O problema para as PMEs não consiste tanto em estar, ou não, situadas
no país, e sim em que poderiam ser afetadas pelo simples fato de
trabalhar em uma região vizinha, já que as economias latino-americanas
estão bastante interligadas. De acordo com Tomás Guerrero, pesquisador
da EsadeGEO, “na hipótese de um calote, o principal problema seria a
possibilidade do contágio de outros países da região, uma vez que os
principais portadores de títulos da dívida argentina são Brasil e
Venezuela”. Para Martínez-Lázaro, um fato com essas características
“poderia vir acompanhado de consequências já esperadas: calote, ainda
que involuntário (como foi o caso da Argentina), fechando
automaticamente os mercados, impedindo que se emitam títulos da dívida,
inviabilizando a captação de dólares e isso em uma economia que já tem
problemas para conseguir dólares seria algo muito sério, porque as
empresas não poderiam funcionar, já que não teriam mais como pagar seus
fornecedores”.
Por isso, os desafios geopolíticos são outro fator a considerar na
hora de escolher o destino na América Latina. Por exemplo, 91% das PMEs
de tecnologia espanholas planejam entrar no México nos próximos dois
anos, conforme reportagem da revista América Economia. O Chile e a
Colômbia, com 71% de empresas interessadas cada um, vêm a seguir no
ranking. O Peru e o Brasil aparecem nos planos de 56% das start-ups
espanholas. Argentina, Equador e Venezuela ocupam os últimos lugares no
ranking, confirmando a opinião dos especialistas.
Ramón Casals, diretor da Combel Editorial, editora especializada em
livros infantis, diz que embora o México ofereça maior segurança
jurídica do que outros destinos, isso não facilita a
internacionalização.

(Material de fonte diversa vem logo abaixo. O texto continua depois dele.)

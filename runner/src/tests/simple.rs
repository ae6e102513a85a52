use core::module_path;
use function_name::named;

use super::{run, simulations};

#[test]
#[named]
pub fn single_process() {
    let simulations = simulations(&[(0, 5)]);

    run(
        module_path!().split("::").last().unwrap(),
        function_name!(),
        &simulations,
    );
}

#[test]
#[named]
pub fn late_single_process() {
    let simulations = simulations(&[(7, 3)]);

    run(
        module_path!().split("::").last().unwrap(),
        function_name!(),
        &simulations,
    );
}

#[test]
#[named]
pub fn back_to_back() {
    let simulations = simulations(&[(0, 3), (3, 2), (5, 4)]);

    run(
        module_path!().split("::").last().unwrap(),
        function_name!(),
        &simulations,
    );
}

#[test]
#[named]
pub fn idle_gaps() {
    let simulations = simulations(&[(2, 2), (10, 6), (30, 1)]);

    run(
        module_path!().split("::").last().unwrap(),
        function_name!(),
        &simulations,
    );
}
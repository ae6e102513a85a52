//! The policy engines.
//!
//! Each engine borrows the read-only [`ProcessSet`](crate::ProcessSet) and
//! owns only its ready structure, so any number of them can run over the
//! same set at once.
mod fcfs;
pub use fcfs::Fcfs;

mod sjf;
pub use sjf::Sjf;

mod srtf;
pub use srtf::Srtf;

mod round_robin;
pub use round_robin::RoundRobin;
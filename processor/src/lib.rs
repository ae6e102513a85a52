//! A processor simulation library
//!
//! This is used for replaying a [`ProcessSet`] under a scheduler from the
//! [`scheduler`] crate and measuring how every process fared.

use std::fmt::Display;

use tracing::{debug, debug_span, info};

use scheduler::{
    Policy, ProcessSet, Scheduler, SchedulerError, SchedulerResult, SchedulingDecision,
    StopReason, Time,
};

mod metrics;
mod report;
mod state;

pub use metrics::{MetricsAccumulator, ProcessTimes, SimulationResult, Summary};
pub use report::{format_processes, format_report, format_simulation, format_summary};
pub use state::RunState;

/// Running iteration log
#[derive(Debug, Clone, PartialEq, Eq)]
pub struct Log {
    /// Clock value when the decision was taken.
    pub start: Time,

    /// Clock value after the decision was carried out.
    pub end: Time,

    /// The action requested by the scheduler.
    pub decision: SchedulingDecision,

    /// The reason that a dispatched process has stopped.
    pub stop_reason: Option<StopReason>,
}

impl Log {
    fn new(
        start: Time,
        end: Time,
        decision: SchedulingDecision,
        stop_reason: Option<StopReason>,
    ) -> Log {
        Log {
            start,
            end,
            decision,
            stop_reason,
        }
    }
}

impl Display for Log {
    fn fmt(&self, f: &mut std::fmt::Formatter<'_>) -> std::fmt::Result {
        write!(f, "[{}..{}] {}", self.start, self.end, self.decision)?;
        if let Some(reason) = self.stop_reason {
            write!(f, " -> {}", reason)?;
        }
        Ok(())
    }
}

/// The outcome of running one policy over a process set.
#[derive(Debug, Clone, PartialEq)]
pub struct Simulation {
    /// The name of the policy, as printed in the report.
    pub name: String,

    /// One entry per scheduling decision, in order.
    pub logs: Vec<Log>,

    /// Response and finish time of every process.
    pub result: SimulationResult,

    /// The averaged metrics.
    pub summary: Summary,
}

/// The processor simulator.
///
/// Owns the clock and the per-process bookkeeping of a single run and asks
/// the scheduler what to do until it answers [`SchedulingDecision::Done`].
pub struct Processor<'a, S: Scheduler> {
    scheduler: S,
    state: RunState<'a>,
    logs: Vec<Log>,
}

impl<'a, S: Scheduler> Processor<'a, S> {
    /// Run a scheduler over a process set.
    ///
    /// * `scheduler` - a fresh scheduler built over `processes`.
    /// * `processes` - the batch of processes to replay.
    ///
    /// ## Example
    ///
    /// ```rust
    /// use processor::Processor;
    /// use scheduler::ProcessSet;
    ///
    /// let processes = ProcessSet::new([(0, 8), (1, 4), (2, 9), (3, 5)]).unwrap();
    /// let simulation = Processor::run(scheduler::srtf(&processes), &processes).unwrap();
    ///
    /// assert_eq!(simulation.summary.avg_wait, 6.5);
    /// ```
    pub fn run(scheduler: S, processes: &'a ProcessSet) -> SchedulerResult<Simulation> {
        let name = scheduler.name();
        let span = debug_span!("simulate", policy = %name);
        let _enter = span.enter();

        let mut processor = Processor {
            scheduler,
            state: RunState::new(processes),
            logs: vec![],
        };
        while processor.step()? {}

        let Processor { state, logs, .. } = processor;
        let result = state.into_result()?;
        let summary = result.summary()?;
        info!(
            policy = %name,
            decisions = logs.len(),
            avg_response = summary.avg_response,
            avg_turnaround = summary.avg_turnaround,
            avg_wait = summary.avg_wait,
            "simulation finished"
        );

        Ok(Simulation {
            name,
            logs,
            result,
            summary,
        })
    }

    /// Carries out one decision. Returns `false` once the scheduler is done.
    fn step(&mut self) -> SchedulerResult<bool> {
        let start = self.state.now();
        let decision = self.scheduler.next(start)?;

        match decision {
            SchedulingDecision::Run { pid, timeslice } => {
                let (ran, reason) = self.state.dispatch(pid, timeslice.get())?;
                debug!(%pid, start, ran, %reason, "dispatched");
                self.logs
                    .push(Log::new(start, self.state.now(), decision, Some(reason)));
                self.scheduler.stop(pid, reason)?;
                Ok(true)
            }
            SchedulingDecision::Idle { until } => {
                self.state.idle_until(until)?;
                debug!(start, until, "idle");
                self.logs.push(Log::new(start, until, decision, None));
                Ok(true)
            }
            SchedulingDecision::Done => {
                if !self.state.is_complete() {
                    return Err(SchedulerError::invariant(
                        "scheduler finished with work left",
                    ));
                }
                self.logs.push(Log::new(start, start, decision, None));
                Ok(false)
            }
        }
    }
}

/// Builds the engine for `policy` and runs it over `processes`.
pub fn simulate(policy: Policy, processes: &ProcessSet) -> SchedulerResult<Simulation> {
    debug!(
        %policy,
        preemptive = policy.is_preemptive(),
        processes = processes.len(),
        "starting simulation"
    );
    Processor::run(policy.scheduler(processes), processes)
}

/// Format the [`Processor`]'s logs to a [`String`].
///
/// * `logs` - the logs returned by the [`Processor`].
pub fn format_logs(logs: &[Log]) -> String {
    let mut s = String::new();
    for (iteration, log) in logs.iter().enumerate() {
        s.push_str(&format!(
            "===== Iteration: {} =====\n{}\n",
            iteration + 1,
            log
        ));
    }
    s
}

Para ele, “a regulamentação jurídica e fiscal
dificulta e atrasa o início das operações”, porém, uma vez superado esse
trâmite, a experiência é positiva. Em seu caso, a empresa decidiu
entrar nesse mercado em 2006. Para isso, foi feito um estudo de mercado
e, finalmente, escolheram o México, já que “se trata do mercado
latino-americano mais importante de língua espanhola” com 118 milhões de
habitantes. Além disso, desde 2000 o país conta, a exemplo da Colômbia,
com um tratado de livre comércio com a União Europeia que oferece
isenção tarifária total em uma grande variedade de produtos e serviços
(como os industriais).
Portanto, embora os desafios sejam muitos, desde econômicos ou
culturais até geopolíticos, tanto especialistas quanto empresários
concordam em assinalar a importância da América Latina para as PMEs
espanholas, confirmando que a tendência de internacionalização na região
continuará a crescer somando-se às diferentes iniciativas do governo
para incentivar a busca de destinos no exterior.